During the 45 minute session you will have the opportunity to work one on one with Marsha, ask her questions and address the challenges you face in your practice.

Who can apply?

I welcome all practitioners to my practice review, especially those who are working in ways that may not fit neatly into a 2D portfolio case or sit easily on top of a plinth. These unruly practices unfold through diverse types of exchange: among people, formats, materials, contexts and more. Sometimes this way of working is embraced by people who are untrained as artists. Other times, unruly practice is the result of artists growing restless in art education or the worlds of art. Whatever the reason and whoever the practitioner, unruly practice tends to embody worlds of entanglement that overcome specialisation and insularity.

Art as an expanded field depends on challenging conventions and breaking bias. Holding fast to these commitments, I welcome this Practice Review as an opportunity to work with portfolio within the RESET format as an emerging platform for visual culture. Central here will the capacity to support transdisciplinary activity while considering heterogenous ways of working and becoming.

This chimes with my preoccupation with the avant-garde ideal of merging art and life. I am increasingly drawn to both producing and advocating for practices that are somehow both useless (as in Art with a capital ‘A’) and useful (because they go beyond being symbolic). This is part of a growing body of critical and creative activity that includes Arte Útil, Usership, Post-artistic Practice, The Interdependent and Incidental Unit.

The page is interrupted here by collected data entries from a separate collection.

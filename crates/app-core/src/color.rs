use crate::error::{Result, SceneError};
use std::fmt;
use std::str::FromStr;

/// Linear-ish RGB color in \[0, 1\] per channel, as edited in the debug panel.
#[derive(Clone, Copy, Debug, PartialEq)]
pub struct Color {
    pub r: f32,
    pub g: f32,
    pub b: f32,
}

impl Color {
    pub const WHITE: Color = Color::new(1.0, 1.0, 1.0);

    pub const fn new(r: f32, g: f32, b: f32) -> Self {
        Self { r, g, b }
    }

    /// Parse `#rrggbb` or `rrggbb`.
    pub fn from_hex(s: &str) -> Result<Self> {
        let hex = s.trim().strip_prefix('#').unwrap_or(s.trim());
        if hex.len() != 6 || !hex.chars().all(|c| c.is_ascii_hexdigit()) {
            return Err(SceneError::InvalidColor(s.to_string()));
        }
        let channel = |i: usize| {
            u8::from_str_radix(&hex[i..i + 2], 16)
                .map(|v| v as f32 / 255.0)
                .map_err(|_| SceneError::InvalidColor(s.to_string()))
        };
        Ok(Self::new(channel(0)?, channel(2)?, channel(4)?))
    }

    pub fn to_hex(self) -> String {
        let q = |v: f32| (v.clamp(0.0, 1.0) * 255.0).round() as u8;
        format!("#{:02x}{:02x}{:02x}", q(self.r), q(self.g), q(self.b))
    }

    /// Decode sRGB channels to linear for lighting on an sRGB swapchain.
    pub fn to_linear(self) -> Self {
        fn decode(c: f32) -> f32 {
            if c <= 0.04045 {
                c / 12.92
            } else {
                ((c + 0.055) / 1.055).powf(2.4)
            }
        }
        Self::new(decode(self.r), decode(self.g), decode(self.b))
    }

    #[inline]
    pub fn to_array(self) -> [f32; 3] {
        [self.r, self.g, self.b]
    }
}

impl FromStr for Color {
    type Err = SceneError;

    fn from_str(s: &str) -> Result<Self> {
        Self::from_hex(s)
    }
}

impl fmt::Display for Color {
    fn fmt(&self, f: &mut fmt::Formatter<'_>) -> fmt::Result {
        f.write_str(&self.to_hex())
    }
}

#[cfg(test)]
mod tests {
    use super::*;

    #[test]
    fn parses_default_material_color() {
        let c = Color::from_hex("#ffeded").unwrap();
        assert_eq!(c.r, 1.0);
        assert!((c.g - 237.0 / 255.0).abs() < 1e-6);
        assert_eq!(c.to_hex(), "#ffeded");
    }

    #[test]
    fn linear_keeps_endpoints() {
        let lin = Color::from_hex("#ff0080").unwrap().to_linear();
        assert_eq!(lin.r, 1.0);
        assert_eq!(lin.g, 0.0);
        assert!(lin.b > 0.2 && lin.b < 0.23);
    }

    #[test]
    fn accepts_missing_hash() {
        assert_eq!(Color::from_hex("000000").unwrap(), Color::new(0.0, 0.0, 0.0));
    }

    #[test]
    fn rejects_bad_input() {
        for bad in ["", "#fff", "#gggggg", "#ffeded00", "red"] {
            assert!(Color::from_hex(bad).is_err(), "accepted {bad:?}");
        }
    }
}
use app_core::{GradientMap, FALLBACK_GRADIENT_STEPS};
use wasm_bindgen::JsCast;
use wasm_bindgen_futures::JsFuture;
use web_sys as web;

async fn fetch_bytes(window: &web::Window, url: &str) -> anyhow::Result<Vec<u8>> {
    let js = |e: wasm_bindgen::JsValue| anyhow::anyhow!("{:?}", e);
    let resp: web::Response = JsFuture::from(window.fetch_with_str(url))
        .await
        .map_err(js)?
        .dyn_into()
        .map_err(js)?;
    if !resp.ok() {
        anyhow::bail!("GET {} -> {}", url, resp.status());
    }
    let buf = JsFuture::from(resp.array_buffer().map_err(js)?)
        .await
        .map_err(js)?;
    Ok(js_sys::Uint8Array::new(&buf).to_vec())
}

/// Fetch and decode the toon gradient, falling back to a built-in ramp.
pub async fn load_gradient(window: &web::Window, url: &str) -> GradientMap {
    let loaded = match fetch_bytes(window, url).await {
        Ok(bytes) => GradientMap::from_image_bytes(&bytes).map_err(anyhow::Error::from),
        Err(e) => Err(e),
    };
    match loaded {
        Ok(g) => {
            log::info!("[assets] gradient {} ({} steps)", url, g.width());
            g
        }
        Err(e) => {
            log::warn!("[assets] gradient {} unavailable ({}); using built-in ramp", url, e);
            GradientMap::stepped(FALLBACK_GRADIENT_STEPS)
        }
    }
}
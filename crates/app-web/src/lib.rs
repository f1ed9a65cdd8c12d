#![cfg(target_arch = "wasm32")]
use app_core::{EventQueue, SceneParams, SceneState, GRADIENT_PATH};
use instant::Instant;
use std::cell::RefCell;
use std::rc::Rc;
use wasm_bindgen::prelude::*;
use wasm_bindgen::JsCast;
use wasm_bindgen_futures::spawn_local;
use web_sys as web;

mod assets;
mod dom;
mod events;
mod frame;
mod panel;
mod render;

#[wasm_bindgen(start)]
pub fn start() -> Result<(), JsValue> {
    console_error_panic_hook::set_once();
    console_log::init_with_level(log::Level::Info).ok();
    log::info!("app-web starting");

    spawn_local(async move {
        if let Err(e) = init().await {
            log::error!("init error: {:?}", e);
        }
    });
    Ok(())
}

async fn init() -> anyhow::Result<()> {
    let window = web::window().ok_or_else(|| anyhow::anyhow!("no window"))?;
    let document = window
        .document()
        .ok_or_else(|| anyhow::anyhow!("no document"))?;

    let canvas_el = document
        .query_selector("canvas.webgl")
        .map_err(|e| anyhow::anyhow!(format!("{:?}", e)))?
        .ok_or_else(|| anyhow::anyhow!("missing canvas.webgl"))?;
    let canvas: web::HtmlCanvasElement = canvas_el
        .dyn_into::<web::HtmlCanvasElement>()
        .map_err(|e| anyhow::anyhow!(format!("{:?}", e)))?;

    // Maintain canvas internal pixel size to match CSS size * devicePixelRatio
    dom::sync_canvas_backing_size(&canvas);

    let viewport = dom::viewport(&window);
    let state = SceneState::new(SceneParams::default(), viewport, dom::scroll_y(&window));
    log::info!(
        "[scene] objects={} particles={} viewport={}x{}",
        state.objects.len(),
        state.particles.len(),
        viewport.width,
        viewport.height
    );

    let queue = Rc::new(RefCell::new(EventQueue::new()));
    events::wire_input_handlers(&window, canvas.clone(), queue.clone());
    if let Err(e) = panel::build(&document, &state.params, queue.clone()) {
        log::warn!("debug panel unavailable: {:?}", e);
    }

    let gradient = assets::load_gradient(&window, GRADIENT_PATH).await;
    let gpu = frame::init_gpu(&canvas, &gradient).await;

    let frame_ctx = Rc::new(RefCell::new(frame::FrameContext {
        state: Some(state),
        queue,
        canvas,
        gpu,
        clock_start: Instant::now(),
    }));
    // Start RAF loop
    frame::start_loop(frame_ctx);
    Ok(())
}
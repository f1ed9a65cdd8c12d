use super::helpers;

/// Depth attachment sized to the swapchain.
///
/// Recreated whenever the surface is reconfigured so both stay the same size.
pub(crate) struct DepthTarget {
    #[allow(dead_code)]
    pub(crate) tex: wgpu::Texture,
    pub(crate) view: wgpu::TextureView,
}

impl DepthTarget {
    pub(crate) fn new(device: &wgpu::Device, width: u32, height: u32) -> Self {
        let (tex, view) = helpers::create_depth_texture(device, width, height);
        Self { tex, view }
    }

    pub(crate) fn recreate(&mut self, device: &wgpu::Device, width: u32, height: u32) {
        (self.tex, self.view) = helpers::create_depth_texture(device, width, height);
    }
}
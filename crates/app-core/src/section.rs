/// Index of the section nearest the top of the viewport.
///
/// Boundaries sit at half a viewport height, so with an 800px viewport a scroll
/// of 399 is still section 0 and 400 is section 1. A non-positive viewport
/// height maps everything to section 0.
#[inline]
pub fn section_index(scroll_y: f32, viewport_height: f32) -> i64 {
    if viewport_height <= 0.0 || !scroll_y.is_finite() {
        return 0;
    }
    // Half-up rounding, matching the page's behaviour for negative overscroll.
    (scroll_y / viewport_height + 0.5).floor() as i64
}

/// Clamp a raw section index to a valid object slot.
#[inline]
pub fn clamp_section(index: i64, object_count: usize) -> Option<usize> {
    if object_count == 0 {
        return None;
    }
    Some(index.clamp(0, object_count as i64 - 1) as usize)
}

/// Remembers the current section and reports only actual changes.
///
/// The tracked index is always a valid object slot, so overscroll past either
/// end of the page collapses onto the first or last section.
#[derive(Clone, Debug, Default)]
pub struct SectionTracker {
    current: usize,
}

impl SectionTracker {
    pub fn new(current: usize) -> Self {
        Self { current }
    }

    pub fn current(&self) -> usize {
        self.current
    }

    /// Feed a scroll position; returns the new section if it differs from the last one.
    pub fn observe(
        &mut self,
        scroll_y: f32,
        viewport_height: f32,
        object_count: usize,
    ) -> Option<usize> {
        let next = clamp_section(section_index(scroll_y, viewport_height), object_count)?;
        if next == self.current {
            return None;
        }
        self.current = next;
        Some(next)
    }
}

#[cfg(test)]
mod tests {
    use super::*;

    #[test]
    fn half_viewport_boundary() {
        assert_eq!(section_index(350.0, 800.0), 0);
        assert_eq!(section_index(399.9, 800.0), 0);
        assert_eq!(section_index(400.0, 800.0), 1);
        assert_eq!(section_index(450.0, 800.0), 1);
        assert_eq!(section_index(1250.0, 800.0), 2);
    }

    #[test]
    fn degenerate_viewport() {
        assert_eq!(section_index(500.0, 0.0), 0);
        assert_eq!(section_index(f32::NAN, 800.0), 0);
    }

    #[test]
    fn clamps_to_objects() {
        assert_eq!(clamp_section(-1, 3), Some(0));
        assert_eq!(clamp_section(1, 3), Some(1));
        assert_eq!(clamp_section(7, 3), Some(2));
        assert_eq!(clamp_section(0, 0), None);
    }

    #[test]
    fn tracker_ignores_overscroll_bounce() {
        let mut t = SectionTracker::new(0);
        assert_eq!(t.observe(-500.0, 800.0, 3), None);
        assert_eq!(t.observe(0.0, 800.0, 3), None);
        assert_eq!(t.observe(1600.0, 800.0, 3), Some(2));
        assert_eq!(t.observe(2500.0, 800.0, 3), None);
        assert_eq!(t.observe(1600.0, 800.0, 3), None);
        assert_eq!(t.current(), 2);
    }

    #[test]
    fn tracker_without_objects_never_fires() {
        let mut t = SectionTracker::new(0);
        assert_eq!(t.observe(1600.0, 800.0, 0), None);
    }
}
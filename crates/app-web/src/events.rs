use crate::dom;
use app_core::{EventQueue, InputEvent};
use std::cell::RefCell;
use std::rc::Rc;
use web_sys as web;

/// Forward pointer, scroll and resize notifications into the frame queue.
pub fn wire_input_handlers(
    window: &web::Window,
    canvas: web::HtmlCanvasElement,
    queue: Rc<RefCell<EventQueue>>,
) {
    let q = queue.clone();
    dom::listen(window, "pointermove", move |ev: web::PointerEvent| {
        q.borrow_mut().push(InputEvent::PointerMove {
            x: ev.client_x() as f32,
            y: ev.client_y() as f32,
        });
    });

    let q = queue.clone();
    let win = window.clone();
    dom::listen(window, "scroll", move |_: web::Event| {
        q.borrow_mut().push(InputEvent::Scroll {
            y: dom::scroll_y(&win),
        });
    });

    let win = window.clone();
    dom::listen(window, "resize", move |_: web::Event| {
        dom::sync_canvas_backing_size(&canvas);
        let vp = dom::viewport(&win);
        queue.borrow_mut().push(InputEvent::Resize {
            width: vp.width,
            height: vp.height,
        });
    });
}
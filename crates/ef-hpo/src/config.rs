use ef_types::{EfResult, HpoError};
use serde::{Deserialize, Serialize};
use std::path::Path;

/// Configuration for wrapping a workflow as a hyper-parameter problem
#[derive(Debug, Clone, PartialEq, Serialize, Deserialize)]
pub struct HpoConfig {
    /// Inner steps run per evaluation.
    pub iterations: usize,
    /// Hyper-parameter settings evaluated together in one call.
    pub num_instances: usize,
    /// Start every evaluation from the initial state instead of the state the
    /// previous evaluation left behind.
    pub copy_init_state: bool,
    /// Monitor whose metric is returned. Defaults to the first monitor that
    /// exposes one.
    pub metric_monitor: Option<String>,
}

impl HpoConfig {
    pub fn new(iterations: usize, num_instances: usize) -> Self {
        Self {
            iterations,
            num_instances,
            ..Self::default()
        }
    }

    pub fn with_copy_init_state(mut self, copy: bool) -> Self {
        self.copy_init_state = copy;
        self
    }

    pub fn with_metric_monitor(mut self, name: impl Into<String>) -> Self {
        self.metric_monitor = Some(name.into());
        self
    }

    pub fn validate(&self) -> EfResult<()> {
        if self.iterations == 0 {
            return Err(HpoError::InvalidConfig {
                message: "iterations must be positive".into(),
            }
            .into());
        }
        if self.num_instances == 0 {
            return Err(HpoError::InvalidConfig {
                message: "num_instances must be positive".into(),
            }
            .into());
        }
        Ok(())
    }

    pub fn from_json_str(json: &str) -> EfResult<Self> {
        let config: Self = serde_json::from_str(json)?;
        config.validate()?;
        Ok(config)
    }

    pub fn from_json_file(path: impl AsRef<Path>) -> EfResult<Self> {
        let text = std::fs::read_to_string(path)?;
        Self::from_json_str(&text)
    }
}

impl Default for HpoConfig {
    fn default() -> Self {
        Self {
            iterations: 10,
            num_instances: 1,
            copy_init_state: true,
            metric_monitor: None,
        }
    }
}
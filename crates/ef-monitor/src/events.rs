//! Monitor event types and levels.

use chrono::{DateTime, Utc};
use serde::{Deserialize, Serialize};
use uuid::Uuid;

/// Importance of a monitor event.
#[derive(Debug, Clone, Copy, PartialEq, Eq, PartialOrd, Ord, Hash, Serialize, Deserialize)]
pub enum EventLevel {
    /// Progress report.
    Info,
    /// Something the caller probably wants to look at.
    Warning,
}

/// What happened.
#[derive(Debug, Clone, PartialEq, Serialize, Deserialize)]
pub enum MonitorEventKind {
    /// Best-so-far fitness improved.
    NewBest {
        fitness: f64,
        /// `None` when no finite best existed before.
        previous: Option<f64>,
    },
    /// Some fitness values were NaN or infinite.
    NonFiniteFitness { count: usize, total: usize },
    /// No improvement for the configured number of generations.
    Stagnation { generations: u64 },
}

/// A single event emitted by a monitor.
#[derive(Debug, Clone, PartialEq, Serialize, Deserialize)]
pub struct MonitorEvent {
    pub id: Uuid,
    pub timestamp: DateTime<Utc>,
    pub level: EventLevel,
    pub kind: MonitorEventKind,
    /// Path of the emitting monitor node.
    pub monitor: String,
    pub generation: u64,
    /// Lane index within a batched state.
    pub lane: usize,
    pub message: String,
}

impl MonitorEvent {
    pub fn new(
        level: EventLevel,
        kind: MonitorEventKind,
        monitor: impl Into<String>,
        generation: u64,
        lane: usize,
    ) -> Self {
        let message = match &kind {
            MonitorEventKind::NewBest { fitness, previous } => match previous {
                Some(prev) => format!("best fitness improved from {prev:.6e} to {fitness:.6e}"),
                None => format!("first finite best fitness {fitness:.6e}"),
            },
            MonitorEventKind::NonFiniteFitness { count, total } => {
                format!("{count} of {total} fitness values are not finite")
            }
            MonitorEventKind::Stagnation { generations } => {
                format!("no improvement for {generations} generations")
            }
        };
        Self {
            id: Uuid::new_v4(),
            timestamp: Utc::now(),
            level,
            kind,
            monitor: monitor.into(),
            generation,
            lane,
            message,
        }
    }
}

#[cfg(test)]
mod tests {
    use super::*;

    #[test]
    fn level_ordering() {
        assert!(EventLevel::Info < EventLevel::Warning);
    }

    #[test]
    fn message_describes_kind() {
        let event = MonitorEvent::new(
            EventLevel::Warning,
            MonitorEventKind::NonFiniteFitness { count: 2, total: 10 },
            "monitor",
            3,
            0,
        );
        assert_eq!(event.message, "2 of 10 fitness values are not finite");
        let first = MonitorEvent::new(
            EventLevel::Info,
            MonitorEventKind::NewBest {
                fitness: 1.0,
                previous: None,
            },
            "monitor",
            0,
            1,
        );
        assert!(first.message.starts_with("first finite"));
        assert_ne!(event.id, first.id);
    }

    #[test]
    fn event_serialization_roundtrip() {
        let event = MonitorEvent::new(
            EventLevel::Info,
            MonitorEventKind::Stagnation { generations: 20 },
            "monitor",
            40,
            2,
        );
        let json = serde_json::to_string(&event).unwrap();
        let back: MonitorEvent = serde_json::from_str(&json).unwrap();
        assert_eq!(back.kind, event.kind);
        assert_eq!(back.level, event.level);
        assert_eq!(back.lane, 2);
    }
}
//! Tune PSO on Ackley twice: with an outer PSO driving the HPO problem, and
//! with a random-search tuning run.

use ef_components::{Ackley, Pso};
use ef_engine::{StdWorkflow, WorkflowConfig};
use ef_hpo::{HpoConfig, HpoProblem, SearchSpace, StrategyKind, Tuner, TunerConfig};
use ef_monitor::{EvalMonitor, HpoFitnessMonitor};
use tracing_subscriber::EnvFilter;

const INSTANCES: usize = 8;

fn inner_problem(iterations: usize) -> anyhow::Result<HpoProblem> {
    let mut inner = StdWorkflow::builder(Pso::new(vec![-32.0; 4], vec![32.0; 4], 20)?, Ackley::new())
        .named_monitor("fitness", HpoFitnessMonitor::new())
        .config(WorkflowConfig::new("inner_pso").with_seed(0))
        .build()?;
    let state = inner.init()?;
    Ok(HpoProblem::new(inner, &state, HpoConfig::new(iterations, INSTANCES))?)
}

fn main() -> anyhow::Result<()> {
    tracing_subscriber::fmt()
        .with_env_filter(EnvFilter::try_from_default_env().unwrap_or_else(|_| EnvFilter::new("info")))
        .init();

    let problem = inner_problem(30)?;
    let codec = problem.codec();
    println!("tunable parameters: {:?}", codec.paths().collect::<Vec<_>>());

    // Columns follow path order: phi_g, phi_p, w.
    let mut outer = StdWorkflow::builder(Pso::new(vec![0.0, 0.0, 0.0], vec![3.0, 3.0, 1.0], INSTANCES)?, problem)
        .solution_transform(codec)
        .monitor(EvalMonitor::new())
        .config(WorkflowConfig::new("outer_pso").with_seed(1))
        .build()?;
    let mut state = outer.init()?;
    for generation in 0..10 {
        state = outer.step(&state)?;
        let best = outer.monitor_metric(&state, "monitor")?;
        println!("outer generation {generation}: best inner fitness {best}");
    }

    let space = SearchSpace::new()
        .add_float("algorithm.w", 0.1, 0.9)
        .add_log_uniform("algorithm.phi_p", 0.1, 4.0)
        .add_float("algorithm.phi_g", 0.1, 3.0);
    let config = TunerConfig::new("ackley_random", space, StrategyKind::Random)
        .with_max_trials(32)
        .with_seed(7);
    let mut tuner = Tuner::new(inner_problem(30)?, config)?;
    let run = tuner.run()?;
    if let Some(best) = &run.best_trial {
        println!("random search best {:.6} with {:?}", best.objective, best.parameters);
    }
    Ok(())
}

I am a founding member of Incidental Unit, which is the third iteration of Artist Placement Group, one of the UK’s most critically acclaimed cultural networks. Founded by Barbara Steveni and others in 1966, Artist Placement Group wrestled with the value of art to champion its potential beyond the studio, the gallery, the auction house and other sites of the art world. This began with placing artists in extra-artistic contexts. Artist Placement Group’s exceptional experiments took place in administration (government departments and public policy), industry (manufacturing and technology), commercial enterprise (trade and urban renewal) and beyond. Further to a six-stop UK tour this year, Incidental Unit seeks to understand the long-term impact of Artist Placement Group on contemporary practice as well as convene practices that carry its mutant DNA.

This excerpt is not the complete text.